• [REQUIRED ACTION] Please list all lines of the material below in which the string "bool" occurs.

========================

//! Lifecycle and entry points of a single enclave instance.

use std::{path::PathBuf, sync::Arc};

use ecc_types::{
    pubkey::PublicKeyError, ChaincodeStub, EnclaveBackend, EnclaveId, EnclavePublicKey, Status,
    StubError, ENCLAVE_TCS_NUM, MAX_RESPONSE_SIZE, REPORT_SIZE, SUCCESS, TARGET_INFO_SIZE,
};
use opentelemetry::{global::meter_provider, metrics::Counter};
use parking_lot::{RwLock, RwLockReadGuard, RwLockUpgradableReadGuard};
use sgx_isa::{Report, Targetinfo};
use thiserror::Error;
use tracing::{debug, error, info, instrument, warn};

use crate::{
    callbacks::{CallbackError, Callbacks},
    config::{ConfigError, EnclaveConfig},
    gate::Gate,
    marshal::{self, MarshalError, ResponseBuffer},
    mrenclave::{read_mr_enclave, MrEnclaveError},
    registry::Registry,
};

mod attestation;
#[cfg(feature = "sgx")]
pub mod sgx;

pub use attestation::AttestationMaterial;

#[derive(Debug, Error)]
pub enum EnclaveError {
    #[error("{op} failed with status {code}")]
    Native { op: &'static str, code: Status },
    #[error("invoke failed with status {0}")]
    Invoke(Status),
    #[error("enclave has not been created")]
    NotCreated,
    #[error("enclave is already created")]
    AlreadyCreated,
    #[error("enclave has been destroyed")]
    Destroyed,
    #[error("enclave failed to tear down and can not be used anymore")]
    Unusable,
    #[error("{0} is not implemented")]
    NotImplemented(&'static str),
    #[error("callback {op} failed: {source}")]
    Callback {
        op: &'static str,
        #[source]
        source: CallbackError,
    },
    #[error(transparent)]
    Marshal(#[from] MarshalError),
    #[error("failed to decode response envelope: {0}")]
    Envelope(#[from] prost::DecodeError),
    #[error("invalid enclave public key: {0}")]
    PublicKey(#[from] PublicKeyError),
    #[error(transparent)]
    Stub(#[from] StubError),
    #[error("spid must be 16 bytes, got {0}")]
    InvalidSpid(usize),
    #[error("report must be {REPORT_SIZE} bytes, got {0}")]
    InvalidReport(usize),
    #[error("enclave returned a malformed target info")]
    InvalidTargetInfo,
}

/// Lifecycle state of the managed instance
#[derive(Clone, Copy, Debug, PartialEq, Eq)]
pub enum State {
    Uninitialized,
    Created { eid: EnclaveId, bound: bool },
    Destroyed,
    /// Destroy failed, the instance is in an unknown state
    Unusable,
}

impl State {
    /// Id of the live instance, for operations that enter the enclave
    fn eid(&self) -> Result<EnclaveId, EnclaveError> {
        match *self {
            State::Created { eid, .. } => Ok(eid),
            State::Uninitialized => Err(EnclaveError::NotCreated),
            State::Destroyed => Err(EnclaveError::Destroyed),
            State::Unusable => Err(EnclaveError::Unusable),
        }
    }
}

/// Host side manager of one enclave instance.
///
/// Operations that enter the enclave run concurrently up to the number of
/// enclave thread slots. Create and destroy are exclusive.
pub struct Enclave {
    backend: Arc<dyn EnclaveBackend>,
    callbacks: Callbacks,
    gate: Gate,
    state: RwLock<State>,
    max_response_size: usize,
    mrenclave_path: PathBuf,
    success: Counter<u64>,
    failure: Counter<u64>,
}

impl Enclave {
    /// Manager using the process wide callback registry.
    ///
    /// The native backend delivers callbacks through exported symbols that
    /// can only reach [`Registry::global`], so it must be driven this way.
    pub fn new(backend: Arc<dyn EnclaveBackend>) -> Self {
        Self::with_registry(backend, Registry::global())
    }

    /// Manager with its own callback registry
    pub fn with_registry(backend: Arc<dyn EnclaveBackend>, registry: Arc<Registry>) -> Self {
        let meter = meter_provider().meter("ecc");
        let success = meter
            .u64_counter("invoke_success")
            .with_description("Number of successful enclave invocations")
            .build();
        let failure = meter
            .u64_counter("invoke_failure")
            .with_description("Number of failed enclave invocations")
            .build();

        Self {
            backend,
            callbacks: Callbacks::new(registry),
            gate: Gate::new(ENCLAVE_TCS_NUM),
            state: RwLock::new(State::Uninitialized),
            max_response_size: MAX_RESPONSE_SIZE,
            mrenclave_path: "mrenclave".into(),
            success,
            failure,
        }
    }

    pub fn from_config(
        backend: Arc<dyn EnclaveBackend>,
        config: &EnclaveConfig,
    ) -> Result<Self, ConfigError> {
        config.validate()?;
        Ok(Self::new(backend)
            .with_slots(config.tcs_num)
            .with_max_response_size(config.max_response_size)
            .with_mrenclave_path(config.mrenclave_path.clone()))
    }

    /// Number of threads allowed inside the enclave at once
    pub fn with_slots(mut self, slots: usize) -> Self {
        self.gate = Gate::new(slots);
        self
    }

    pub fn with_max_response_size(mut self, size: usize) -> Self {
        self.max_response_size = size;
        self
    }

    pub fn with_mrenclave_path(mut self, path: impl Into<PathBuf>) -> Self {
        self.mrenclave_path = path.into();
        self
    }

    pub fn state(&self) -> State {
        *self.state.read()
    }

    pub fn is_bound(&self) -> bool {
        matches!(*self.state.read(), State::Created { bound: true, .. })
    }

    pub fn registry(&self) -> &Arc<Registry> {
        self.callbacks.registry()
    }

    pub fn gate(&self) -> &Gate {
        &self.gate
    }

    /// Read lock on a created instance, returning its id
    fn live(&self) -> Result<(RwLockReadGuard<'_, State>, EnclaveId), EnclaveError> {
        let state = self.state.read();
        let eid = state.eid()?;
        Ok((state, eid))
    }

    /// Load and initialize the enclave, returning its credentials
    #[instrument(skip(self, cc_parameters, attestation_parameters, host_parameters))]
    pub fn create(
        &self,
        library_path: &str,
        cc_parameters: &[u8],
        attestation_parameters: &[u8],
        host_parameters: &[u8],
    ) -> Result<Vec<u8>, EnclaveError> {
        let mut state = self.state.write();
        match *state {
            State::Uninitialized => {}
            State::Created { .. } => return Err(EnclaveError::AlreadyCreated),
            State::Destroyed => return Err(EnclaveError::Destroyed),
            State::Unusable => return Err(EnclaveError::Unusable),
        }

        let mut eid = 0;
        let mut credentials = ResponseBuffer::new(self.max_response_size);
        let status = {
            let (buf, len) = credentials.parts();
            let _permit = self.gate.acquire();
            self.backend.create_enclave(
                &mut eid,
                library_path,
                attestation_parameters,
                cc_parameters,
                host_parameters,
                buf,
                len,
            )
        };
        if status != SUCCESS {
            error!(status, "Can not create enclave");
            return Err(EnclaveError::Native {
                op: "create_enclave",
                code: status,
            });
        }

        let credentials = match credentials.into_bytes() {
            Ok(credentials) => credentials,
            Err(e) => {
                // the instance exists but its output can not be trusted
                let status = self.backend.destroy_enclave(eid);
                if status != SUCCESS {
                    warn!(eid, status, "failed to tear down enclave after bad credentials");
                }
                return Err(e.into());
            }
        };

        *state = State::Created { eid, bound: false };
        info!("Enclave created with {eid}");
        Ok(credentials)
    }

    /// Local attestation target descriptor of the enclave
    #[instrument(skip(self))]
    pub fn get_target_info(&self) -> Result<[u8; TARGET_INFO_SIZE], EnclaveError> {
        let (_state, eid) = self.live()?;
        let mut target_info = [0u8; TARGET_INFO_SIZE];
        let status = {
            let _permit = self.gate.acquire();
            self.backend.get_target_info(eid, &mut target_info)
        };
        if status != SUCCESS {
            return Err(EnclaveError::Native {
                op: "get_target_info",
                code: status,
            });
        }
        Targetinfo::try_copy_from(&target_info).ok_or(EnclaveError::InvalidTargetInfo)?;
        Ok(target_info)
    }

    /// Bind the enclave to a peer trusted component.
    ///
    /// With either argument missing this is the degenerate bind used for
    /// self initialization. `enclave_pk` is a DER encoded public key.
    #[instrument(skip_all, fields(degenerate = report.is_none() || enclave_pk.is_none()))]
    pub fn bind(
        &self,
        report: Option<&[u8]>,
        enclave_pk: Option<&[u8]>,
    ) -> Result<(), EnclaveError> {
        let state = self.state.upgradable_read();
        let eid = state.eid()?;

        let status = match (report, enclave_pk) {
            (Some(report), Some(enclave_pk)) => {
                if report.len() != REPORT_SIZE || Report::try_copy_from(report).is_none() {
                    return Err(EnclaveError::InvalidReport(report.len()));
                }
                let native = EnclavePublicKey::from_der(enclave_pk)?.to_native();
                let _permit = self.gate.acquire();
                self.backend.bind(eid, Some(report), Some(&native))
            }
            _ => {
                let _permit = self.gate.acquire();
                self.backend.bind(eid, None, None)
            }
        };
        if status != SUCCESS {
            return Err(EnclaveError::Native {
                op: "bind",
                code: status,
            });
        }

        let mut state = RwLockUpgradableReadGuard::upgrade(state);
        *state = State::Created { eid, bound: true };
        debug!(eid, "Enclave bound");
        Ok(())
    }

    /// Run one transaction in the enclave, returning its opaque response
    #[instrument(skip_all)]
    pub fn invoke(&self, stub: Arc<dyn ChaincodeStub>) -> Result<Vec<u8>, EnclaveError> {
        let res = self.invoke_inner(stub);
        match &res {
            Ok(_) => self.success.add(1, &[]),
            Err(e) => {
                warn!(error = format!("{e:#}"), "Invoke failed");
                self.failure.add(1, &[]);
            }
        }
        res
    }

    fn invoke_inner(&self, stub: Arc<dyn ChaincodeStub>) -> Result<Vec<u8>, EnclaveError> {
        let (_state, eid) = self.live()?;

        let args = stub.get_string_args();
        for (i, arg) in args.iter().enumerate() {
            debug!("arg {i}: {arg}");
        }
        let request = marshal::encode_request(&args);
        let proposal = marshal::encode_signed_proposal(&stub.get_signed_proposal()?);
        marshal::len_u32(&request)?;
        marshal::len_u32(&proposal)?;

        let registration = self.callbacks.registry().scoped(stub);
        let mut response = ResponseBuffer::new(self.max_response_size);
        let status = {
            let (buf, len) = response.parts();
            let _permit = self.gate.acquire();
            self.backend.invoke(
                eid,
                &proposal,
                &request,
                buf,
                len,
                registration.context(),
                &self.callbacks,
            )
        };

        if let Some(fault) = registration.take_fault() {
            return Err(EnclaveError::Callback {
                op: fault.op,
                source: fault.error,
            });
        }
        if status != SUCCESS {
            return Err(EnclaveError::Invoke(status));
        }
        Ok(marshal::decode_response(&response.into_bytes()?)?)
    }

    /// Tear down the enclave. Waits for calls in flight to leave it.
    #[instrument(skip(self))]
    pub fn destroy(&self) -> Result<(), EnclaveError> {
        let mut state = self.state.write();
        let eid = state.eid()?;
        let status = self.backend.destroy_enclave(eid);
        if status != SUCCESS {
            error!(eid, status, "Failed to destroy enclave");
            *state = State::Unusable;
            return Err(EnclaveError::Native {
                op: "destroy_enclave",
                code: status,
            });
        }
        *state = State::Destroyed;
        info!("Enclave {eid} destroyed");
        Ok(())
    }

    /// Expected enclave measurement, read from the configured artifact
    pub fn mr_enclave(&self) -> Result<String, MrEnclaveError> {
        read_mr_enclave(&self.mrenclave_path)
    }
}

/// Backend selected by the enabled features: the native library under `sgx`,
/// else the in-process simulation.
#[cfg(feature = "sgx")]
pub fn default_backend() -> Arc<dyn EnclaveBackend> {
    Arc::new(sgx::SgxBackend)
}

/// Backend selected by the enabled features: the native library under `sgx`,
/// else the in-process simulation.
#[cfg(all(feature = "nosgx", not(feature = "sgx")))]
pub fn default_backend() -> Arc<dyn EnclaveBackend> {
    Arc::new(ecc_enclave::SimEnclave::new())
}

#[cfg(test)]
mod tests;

========================

• [RESULT]
    Created { eid: EnclaveId, bound: bool },
    pub fn is_bound(&self) -> bool {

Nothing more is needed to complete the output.